Who would you play at 1B? Topic

I figured I'd soak in some collective wisdom here on something. I'm in a progressive in 2002, and at the moment my two candidates to play 1B (with the other as my DH) are:

David Ortiz: Rated D/D at 1B
Corey Koskie: Rated A-/B+ at 3B, but no other rating. (I have Scott Rolen at 3B, in case anyone's wondering why Koskie isn't playing there.)

My instinct tells me Koskie would probably be better there than Ortiz despite having no rating. What does the crowd's experience tell us?
9/4/2023 12:54 PM
Koskie will be much better defensively than Ortiz.
9/4/2023 12:56 PM
I would play Koskie mostly because of his superior OBP and speed, he will be a bit better in the field but I dont think by a lot
9/4/2023 3:27 PM
According to this:

Anytime a player is put in a position he didn't play that season, his fielding percentage is mapped to the new position (maintaininig the same level of play). Then he is assigned a 2% penalty to his fielding percentage. Each shift along the spectrum results in an additional 4% hit. The likelihood of turning double plays for out of position players also decreases. Putting a non-catcher behind the plate will result in many successful steals along with a ton of passed balls. Catchers are a special case, so we assign shift penalties based on the position they will be playing.

Besides his fielding percentage, does moving a player to a position he does not play affect his range? Will an A 2B who didn't play 2B that year be an A CF?

Range works the same way with different penalty values. 10% hit for being out of position, and a 15% hit for each shift on the spectrum (in the more difficult direction).



An A- fielding percentage in 2002 at 1B is about 0.995, so multiply by 0.98 and you get 0.9751, which is worse than Ortiz's 0.980 fielding percentage. B+ range at 1B is about 10.20 range factor, multiply by 0.9 and you get 9.18, slightly better than Ortiz's 8.87

so about the same in the field
9/4/2023 3:45 PM
Good to know, thanks. And I will be playing both of them, just one will be at DH. Heck, Koskie might even see time in LF, too. It's a highly imperfect roster!
9/4/2023 4:44 PM
Posted by 06gsp on 9/4/2023 3:45:00 PM (view original):
According to this:

Anytime a player is put in a position he didn't play that season, his fielding percentage is mapped to the new position (maintaininig the same level of play). Then he is assigned a 2% penalty to his fielding percentage. Each shift along the spectrum results in an additional 4% hit. The likelihood of turning double plays for out of position players also decreases. Putting a non-catcher behind the plate will result in many successful steals along with a ton of passed balls. Catchers are a special case, so we assign shift penalties based on the position they will be playing.

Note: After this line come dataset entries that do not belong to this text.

use crate::core::engine::{EngineConfig, DEFAULT_GPU_ENV_VAR};
use crate::core::executor::OutputMode;
use crate::core::pool::ResourcePool;
use crate::core::{get_config_dir, get_log_dir};
use serde::Deserialize;
use std::path::PathBuf;

#[derive(Deserialize, Debug, Default, Clone)]
pub struct Config {
    #[serde(default)]
    pub pool: PoolConfig,
    #[serde(default)]
    pub engine: EngineSettings,
}

#[derive(Deserialize, Debug, Default, Clone)]
pub struct PoolConfig {
    /// Cores available to jobs (None = host CPU count)
    #[serde(default)]
    pub cores: Option<u32>,
    /// GPU ids jobs may be given (None = no GPUs)
    #[serde(default)]
    pub gpus: Option<Vec<u32>>,
}

#[derive(Deserialize, Debug, Clone, Copy, Default, PartialEq, Eq, clap::ValueEnum)]
#[serde(rename_all = "lowercase")]
pub enum OutputKind {
    /// Jobs write to this terminal
    #[default]
    Inherit,
    /// Job output is discarded
    Null,
    /// One log file per job
    Log,
}

#[derive(Deserialize, Debug, Clone)]
pub struct EngineSettings {
    #[serde(default)]
    pub output: OutputKind,
    /// Directory for per-job logs when `output = "log"`
    #[serde(default)]
    pub log_dir: Option<PathBuf>,
    #[serde(default = "default_gpu_env_var")]
    pub gpu_env_var: String,
    #[serde(default = "default_set_omp_threads")]
    pub set_omp_threads: bool,
}

fn default_gpu_env_var() -> String {
    DEFAULT_GPU_ENV_VAR.to_string()
}

fn default_set_omp_threads() -> bool {
    true
}

impl Default for EngineSettings {
    fn default() -> Self {
        Self {
            output: OutputKind::default(),
            log_dir: None,
            gpu_env_var: default_gpu_env_var(),
            set_omp_threads: default_set_omp_threads(),
        }
    }
}

impl Config {
    pub fn build_pool(&self) -> ResourcePool {
        let gpus = self.pool.gpus.clone().unwrap_or_default();
        match self.pool.cores {
            Some(cores) => ResourcePool::with_gpus(cores, gpus),
            None => ResourcePool::from_host_with_gpus(gpus),
        }
    }

    pub fn engine_config(&self) -> anyhow::Result<EngineConfig> {
        let output = match self.engine.output {
            OutputKind::Inherit => OutputMode::Inherit,
            OutputKind::Null => OutputMode::Null,
            OutputKind::Log => OutputMode::Log {
                dir: match &self.engine.log_dir {
                    Some(dir) => dir.clone(),
                    None => get_log_dir()?,
                },
            },
        };
        Ok(EngineConfig {
            output,
            gpu_env_var: self.engine.gpu_env_var.clone(),
            set_omp_threads: self.engine.set_omp_threads,
        })
    }
}

/// Layer the explicit config file (if any), `<config_dir>/corun/corun.toml`
/// and `CORUN_*` environment variables, later sources winning.
///
/// Environment keys use `__` between sections, e.g. `CORUN_POOL__CORES=8` or
/// `CORUN_POOL__GPUS=0,1`.
pub fn load_config(config_path: Option<&PathBuf>) -> Result<Config, config::ConfigError> {
    let mut config_vec = vec![];

    // Default config file
    if let Ok(default_config_path) = get_config_dir().map(|d| d.join("corun.toml")) {
        if default_config_path.exists() {
            config_vec.push(default_config_path);
        }
    }

    // User-provided config file
    if let Some(config_path) = config_path {
        if config_path.exists() {
            config_vec.push(config_path.clone());
        } else {
            tracing::warn!("Config file {config_path:?} not found.");
        }
    }

    let settings = config::Config::builder();
    let settings = config_vec.iter().fold(settings, |s, path| {
        s.add_source(config::File::from(path.as_path()))
    });

    settings
        .add_source(
            config::Environment::with_prefix("CORUN")
                .prefix_separator("_")
                .separator("__")
                .try_parsing(true)
                .list_separator(",")
                .with_list_parse_key("pool.gpus"),
        )
        .build()?
        .try_deserialize()
}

Besides his fielding percentage, does moving a player to a position he does not play affect his range? Will an A 2B who didn't play 2B that year be an A CF?

Range works the same way with different penalty values. 10% hit for being out of position, and a 15% hit for each shift on the spectrum (in the more difficult direction).



An A- fielding percentage in 2002 at 1B is about 0.995, so multiply by 0.98 and you get 0.9751, which is worse than Ortiz's 0.980 fielding percentage. B+ range at 1B is about 10.20 range factor, multiply by 0.9 and you get 9.18, slightly better than Ortiz's 8.87

so about the same in the field
THIS is a helpful answer. I never knew that.
9/6/2023 8:08 PM
Is there one non-catcher position that works better at catcher, or does it all depend solely on fielding percentage, regardless of the non-catcher's natural position?